> Task requirements
Begin at the line containing "the command line" and copy each line exactly through the end of the records, leaving out what comes before.

> Information given
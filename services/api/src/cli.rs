use crate::demo::{run_demo, run_search, DemoArgs, SearchArgs};
use crate::server;
use clap::{Args, Parser, Subcommand};
use commumap::availability::ChannelRoute;
use commumap::error::AppError;
use std::path::PathBuf;

#[derive(Parser, Debug)]
#[command(
    name = "CommuMap",
    about = "Run and demonstrate the CommuMap service-availability engine",
    version
)]
struct Cli {
    #[command(subcommand)]
    command: Option<Command>,
}

#[derive(Subcommand, Debug)]
enum Command {
    /// Start the HTTP service (default command)
    Serve(ServeArgs),
    /// Walk a shelter from nearly full to full and show the fan-out
    Demo(DemoArgs),
    /// Rank a service catalog from the command line
    Search(SearchArgs),
}

#[derive(Args, Debug, Default)]
pub(crate) struct ServeArgs {
    /// Override the configured host for the HTTP server
    #[arg(long)]
    pub(crate) host: Option<String>,
    /// Override the configured port for the HTTP server
    #[arg(long)]
    pub(crate) port: Option<u16>,
    /// CSV catalog to seed the store with (defaults to the bundled sample)
    #[arg(long)]
    pub(crate) catalog: Option<PathBuf>,
    /// Notification route as CHANNEL:RECIPIENT; repeatable
    #[arg(long = "notify", value_parser = crate::infra::parse_route)]
    pub(crate) routes: Vec<ChannelRoute>,
}

pub(crate) async fn run() -> Result<(), AppError> {
    let cli = Cli::parse();
    let command = cli
        .command
        .unwrap_or_else(|| Command::Serve(ServeArgs::default()));

    match command {
        Command::Serve(args) => server::run(args).await,
        Command::Demo(args) => run_demo(args).await,
        Command::Search(args) => run_search(args),
    }
}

> Your response
    /// Rank a service catalog from the command line
    Search(SearchArgs),
}

#[derive(Args, Debug, Default)]
pub(crate) struct ServeArgs {
    /// Override the configured host for the HTTP server
    #[arg(long)]
    pub(crate) host: Option<String>,
    /// Override the configured port for the HTTP server
    #[arg(long)]
    pub(crate) port: Option<u16>,
    /// CSV catalog to seed the store with (defaults to the bundled sample)
    #[arg(long)]
    pub(crate) catalog: Option<PathBuf>,
    /// Notification route as CHANNEL:RECIPIENT; repeatable
    #[arg(long = "notify", value_parser = crate::infra::parse_route)]
    pub(crate) routes: Vec<ChannelRoute>,
}

pub(crate) async fn run() -> Result<(), AppError> {
    let cli = Cli::parse();
    let command = cli
        .command
        .unwrap_or_else(|| Command::Serve(ServeArgs::default()));

    match command {
        Command::Serve(args) => server::run(args).await,
        Command::Demo(args) => run_demo(args).await,
        Command::Search(args) => run_search(args),
    }
}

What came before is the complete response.